(Collected data entries)

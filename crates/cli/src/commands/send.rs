// Send command - write one message into a queue

use std::collections::BTreeMap;
use std::path::Path;
use std::time::Duration;

use anyhow::{Context, Result};
use chrono::Utc;
use filebus::prelude::*;
use uuid::Uuid;

use crate::output::{print_field, OutputFormat};

pub struct SendRequest {
    pub queue: String,
    pub body: String,
    pub id: Option<String>,
    pub message_type: Option<String>,
    pub headers: Vec<(String, String)>,
    pub ttl: Option<Duration>,
    pub defer: Option<Duration>,
}

/// Parse a `name=value` header argument
pub fn parse_header(value: &str) -> Result<(String, String), String> {
    match value.split_once('=') {
        Some((name, value)) if !name.trim().is_empty() => {
            Ok((name.trim().to_string(), value.to_string()))
        }
        _ => Err(format!("'{}' is not a header, expected name=value", value)),
    }
}

pub async fn run(base_dir: &Path, request: SendRequest, output: OutputFormat, quiet: bool) -> Result<()> {
    let transport = FileSystemTransport::one_way(base_dir)?;

    let id = request.id.unwrap_or_else(|| Uuid::now_v7().to_string());
    let mut message = TransportMessage::new(BTreeMap::new(), request.body.into_bytes())
        .with_header(headers::MESSAGE_ID, id.as_str());
    if let Some(message_type) = &request.message_type {
        message = message.with_header(headers::MESSAGE_TYPE, message_type.as_str());
    }
    for (name, value) in request.headers {
        message = message.with_header(name, value);
    }
    if let Some(ttl) = request.ttl {
        message = message.with_time_to_be_received(ttl);
    }
    let deliver_at = match request.defer {
        Some(defer) => {
            let due = Utc::now() + chrono::Duration::from_std(defer).context("defer span too large")?;
            message = message.with_deferred_until(due);
            Some(due)
        }
        None => None,
    };

    transport.send(&request.queue, message, None).await?;
    tracing::debug!(queue = %request.queue, message_id = %id, "Message sent");

    if output.is_text() {
        if !quiet {
            print_field("Queue", &request.queue);
            print_field("Message ID", &id);
            if let Some(due) = deliver_at {
                print_field("Deliver at", &due.to_rfc3339());
            }
        }
        return Ok(());
    }

    output.print_value(&serde_json::json!({
        "queue": request.queue,
        "message_id": id,
        "deliver_at": deliver_at,
    }))
}
//! Transport layer
//!
//! This module provides:
//! - [`Transport`] - send/receive of [`TransportMessage`]s within a [`TransactionContext`]
//! - [`FileSystemTransport`] - the transport over per-queue directories
//! - [`MessageSerializer`] - how messages become record bytes

mod file_system;
mod message;
mod transaction;

pub use file_system::FileSystemTransport;
pub use message::{
    format_time_span, headers, parse_time_span, JsonMessageSerializer, MessageSerializer,
    TransportMessage,
};
pub use transaction::{TransactionContext, TransactionOutcome};

use async_trait::async_trait;
use tokio_util::sync::CancellationToken;

use crate::config::ConfigError;
use crate::queue::QueueError;
use crate::store::StoreError;

/// Transport errors
#[derive(Debug, thiserror::Error)]
pub enum TransportError {
    /// Receive called on a one-way client
    #[error("this transport has no input queue and cannot receive")]
    NoInputQueue,

    /// Receive was cancelled
    #[error("receive cancelled")]
    Cancelled,

    /// The transaction already completed or aborted
    #[error("transaction already finished")]
    TransactionFinished,

    /// A header could not be parsed
    #[error("invalid value for header '{header}': '{value}'")]
    InvalidHeader { header: String, value: String },

    /// Record bytes are not a valid message
    #[error("serialization error: {0}")]
    Serialization(String),

    /// Configuration error
    #[error(transparent)]
    Config(#[from] ConfigError),

    /// Store error
    #[error("store error: {0}")]
    Store(#[from] StoreError),
}

impl TransportError {
    /// Whether this error only reports cancellation
    pub fn is_cancelled(&self) -> bool {
        matches!(self, Self::Cancelled)
    }
}

impl From<QueueError> for TransportError {
    fn from(e: QueueError) -> Self {
        match e {
            QueueError::Cancelled => Self::Cancelled,
            QueueError::Store(e) => Self::Store(e),
        }
    }
}

/// Message transport
#[async_trait]
pub trait Transport: Send + Sync {
    /// Input queue name; `None` for a one-way client
    fn address(&self) -> Option<&str>;

    /// Make sure a queue exists
    fn create_queue(&self, queue: &str) -> Result<(), TransportError>;

    /// Send a message to `destination`
    ///
    /// With a context the record is written when the context commits;
    /// without one it is written immediately.
    async fn send(
        &self,
        destination: &str,
        message: TransportMessage,
        context: Option<&TransactionContext>,
    ) -> Result<(), TransportError>;

    /// Receive the next message of the input queue, if any
    ///
    /// The received record is removed when `context` completes and moved to
    /// the error class when it aborts.
    async fn receive(
        &self,
        context: &TransactionContext,
        cancel: &CancellationToken,
    ) -> Result<Option<TransportMessage>, TransportError>;
}
//! File-system transport integration tests
//!
//! These tests drive the public API end to end against a temporary
//! directory: one-way producers, consuming transports, transactions and
//! several consumers competing for the same queue.

use std::collections::{BTreeMap, HashSet};
use std::sync::Arc;
use std::time::Duration;

use chrono::Utc;
use filebus::prelude::*;
use filebus::store::RecordName;
use tempfile::TempDir;
use tokio_test::assert_err;
use tokio_util::sync::CancellationToken;

fn queue_config() -> FileQueueConfig {
    FileQueueConfig::default()
        .with_scan_backoff(Duration::ZERO)
        .with_deferred_scan_backoff(Duration::ZERO)
}

fn consumer(base: &TempDir, queue: &str) -> FileSystemTransport {
    FileSystemTransport::new(base.path(), Some(queue), queue_config()).unwrap()
}

fn message(id: &str) -> TransportMessage {
    TransportMessage::new(BTreeMap::new(), id.as_bytes().to_vec())
        .with_header(headers::MESSAGE_ID, id)
        .with_header(headers::MESSAGE_TYPE, "test.Ping")
}

fn record_names(base: &TempDir, queue: &str) -> Vec<RecordName> {
    let mut names: Vec<RecordName> = std::fs::read_dir(base.path().join(queue))
        .unwrap()
        .filter_map(|entry| {
            let entry = entry.unwrap();
            RecordName::parse(entry.file_name().to_str()?)
        })
        .collect();
    names.sort_by_key(|n| n.to_string());
    names
}

/// Receive one message and commit it
async fn receive_committed(transport: &FileSystemTransport) -> Option<TransportMessage> {
    let context = TransactionContext::new();
    let message = transport
        .receive(&context, &CancellationToken::new())
        .await
        .unwrap();
    context.complete().await.unwrap();
    message
}

// ============================================================================
// Ordering
// ============================================================================

#[tokio::test]
async fn test_single_producer_messages_arrive_in_send_order() {
    let base = TempDir::new().unwrap();
    let producer = FileSystemTransport::one_way(base.path()).unwrap();
    let orders = consumer(&base, "orders");

    for i in 0..25 {
        producer
            .send("orders", message(&format!("m-{i:02}")), None)
            .await
            .unwrap();
    }
    assert_eq!(orders.queue_depth("orders").await.unwrap(), 25);

    for i in 0..25 {
        let received = receive_committed(&orders).await.unwrap();
        assert_eq!(received.message_id(), Some(format!("m-{i:02}").as_str()));
    }
    assert!(receive_committed(&orders).await.is_none());
    assert_eq!(orders.queue_depth("orders").await.unwrap(), 0);
}

#[tokio::test]
async fn test_headers_and_body_survive_the_trip() {
    let base = TempDir::new().unwrap();
    let producer = FileSystemTransport::one_way(base.path()).unwrap();
    let inbox = consumer(&base, "inbox");

    let body = vec![0u8, 159, 146, 150, 255];
    let sent = TransportMessage::new(BTreeMap::new(), body.clone())
        .with_header(headers::MESSAGE_ID, "binary-1")
        .with_header("x-tenant", "acme");
    producer.send("inbox", sent, None).await.unwrap();

    let received = receive_committed(&inbox).await.unwrap();
    assert_eq!(received.body, body);
    assert_eq!(received.header("x-tenant"), Some("acme"));
    assert_eq!(received.label(), "binary-1");
}

// ============================================================================
// Transactions
// ============================================================================

#[tokio::test]
async fn test_handler_sends_are_published_with_the_commit() {
    let base = TempDir::new().unwrap();
    let producer = FileSystemTransport::one_way(base.path()).unwrap();
    let orders = consumer(&base, "orders");
    orders.create_queue("invoices").unwrap();

    producer.send("orders", message("order-1"), None).await.unwrap();

    let context = TransactionContext::new();
    let received = orders
        .receive(&context, &CancellationToken::new())
        .await
        .unwrap()
        .unwrap();
    orders
        .send("invoices", message(&format!("invoice-for-{}", received.label())), Some(&context))
        .await
        .unwrap();

    // nothing is visible before the commit
    assert_eq!(orders.queue_depth("invoices").await.unwrap(), 0);

    context.complete().await.unwrap();
    assert_eq!(orders.queue_depth("invoices").await.unwrap(), 1);
    assert!(record_names(&base, "orders").is_empty());
}

#[tokio::test]
async fn test_aborted_receive_keeps_record_in_error_and_drops_sends() {
    let base = TempDir::new().unwrap();
    let producer = FileSystemTransport::one_way(base.path()).unwrap();
    let orders = consumer(&base, "orders");

    producer.send("orders", message("order-2"), None).await.unwrap();

    let context = TransactionContext::new();
    orders
        .receive(&context, &CancellationToken::new())
        .await
        .unwrap()
        .unwrap();
    orders
        .send("invoices", message("never"), Some(&context))
        .await
        .unwrap();
    context.abort().await.unwrap();

    let names = record_names(&base, "orders");
    assert_eq!(names.len(), 1);
    assert_eq!(names[0].visibility, Visibility::Error);
    assert_eq!(orders.queue_depth("invoices").await.unwrap(), 0);

    // error records are never handed out again
    assert!(receive_committed(&orders).await.is_none());
}

#[tokio::test]
async fn test_failed_forward_keeps_received_record() {
    let base = TempDir::new().unwrap();
    let producer = FileSystemTransport::one_way(base.path()).unwrap();
    let orders = consumer(&base, "orders");
    orders.create_queue("out").unwrap();

    producer.send("orders", message("order-3"), None).await.unwrap();

    let context = TransactionContext::new();
    orders
        .receive(&context, &CancellationToken::new())
        .await
        .unwrap()
        .unwrap();
    orders
        .send("out", message("forwarded"), Some(&context))
        .await
        .unwrap();

    // the destination disappears before the commit publishes into it
    std::fs::remove_dir_all(base.path().join("out")).unwrap();

    let err = assert_err!(context.complete().await);
    assert!(matches!(err, TransportError::Store(_)));
    assert_eq!(context.outcome(), Some(TransactionOutcome::Aborted));

    let names = record_names(&base, "orders");
    assert_eq!(names.len(), 1);
    assert_eq!(names[0].visibility, Visibility::Error);
    assert!(!base.path().join("out").exists());
}

// ============================================================================
// Deferred delivery and expiry
// ============================================================================

#[tokio::test]
async fn test_deferred_message_is_delivered_once_due() {
    let base = TempDir::new().unwrap();
    let producer = FileSystemTransport::one_way(base.path()).unwrap();
    let reminders = consumer(&base, "reminders");

    let due = Utc::now() + chrono::Duration::milliseconds(300);
    producer
        .send("reminders", message("later").with_deferred_until(due), None)
        .await
        .unwrap();
    producer.send("reminders", message("now"), None).await.unwrap();

    let first = receive_committed(&reminders).await.unwrap();
    assert_eq!(first.message_id(), Some("now"));
    assert!(receive_committed(&reminders).await.is_none());

    tokio::time::sleep(Duration::from_millis(400)).await;
    let second = receive_committed(&reminders).await.unwrap();
    assert_eq!(second.message_id(), Some("later"));
}

#[tokio::test]
async fn test_deferred_time_in_the_past_sends_ready_record() {
    let base = TempDir::new().unwrap();
    let producer = FileSystemTransport::one_way(base.path()).unwrap();

    let due = Utc::now() - chrono::Duration::seconds(5);
    producer
        .send("reminders", message("overdue").with_deferred_until(due), None)
        .await
        .unwrap();

    let names = record_names(&base, "reminders");
    assert_eq!(names.len(), 1);
    assert_eq!(names[0].visibility, Visibility::Ready);
}

#[tokio::test]
async fn test_expired_message_is_skipped_for_the_next_one() {
    let base = TempDir::new().unwrap();
    let producer = FileSystemTransport::one_way(base.path()).unwrap();
    let alerts = consumer(&base, "alerts");

    producer
        .send(
            "alerts",
            message("stale").with_time_to_be_received(Duration::from_millis(50)),
            None,
        )
        .await
        .unwrap();
    producer
        .send(
            "alerts",
            message("fresh").with_time_to_be_received(Duration::from_secs(60)),
            None,
        )
        .await
        .unwrap();

    tokio::time::sleep(Duration::from_millis(150)).await;

    let received = receive_committed(&alerts).await.unwrap();
    assert_eq!(received.message_id(), Some("fresh"));
    assert!(record_names(&base, "alerts").is_empty());
}

// ============================================================================
// Competing consumers
// ============================================================================

#[tokio::test(flavor = "multi_thread", worker_threads = 4)]
async fn test_competing_consumers_receive_each_message_once() {
    let base = TempDir::new().unwrap();
    let producer = FileSystemTransport::one_way(base.path()).unwrap();
    let total = 60;

    for i in 0..total {
        producer
            .send("work", message(&format!("job-{i}")), None)
            .await
            .unwrap();
    }

    let received = Arc::new(parking_lot::Mutex::new(Vec::new()));
    let mut handles = Vec::new();
    for _ in 0..3 {
        let transport = consumer(&base, "work");
        let received = Arc::clone(&received);
        handles.push(tokio::spawn(async move {
            let deadline = tokio::time::Instant::now() + Duration::from_secs(10);
            while received.lock().len() < total && tokio::time::Instant::now() < deadline {
                match receive_committed(&transport).await {
                    Some(message) => received
                        .lock()
                        .push(message.message_id().unwrap_or_default().to_string()),
                    None => tokio::task::yield_now().await,
                }
            }
        }));
    }
    for handle in handles {
        handle.await.unwrap();
    }

    let received = received.lock();
    let unique: HashSet<&String> = received.iter().collect();
    assert_eq!(received.len(), total);
    assert_eq!(unique.len(), total);
    assert!(record_names(&base, "work").is_empty());
}

#[tokio::test]
async fn test_invalid_destination_is_rejected() {
    let base = TempDir::new().unwrap();
    let producer = FileSystemTransport::one_way(base.path()).unwrap();

    let err = assert_err!(producer.send("bad/queue", message("x"), None).await);
    assert!(matches!(
        err,
        TransportError::Store(StoreError::Configuration(_))
    ));
}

ACTIVITY:
Count up the lines of the data that include "Uuid". Reply with a number only.

ANSWER BELOW:
2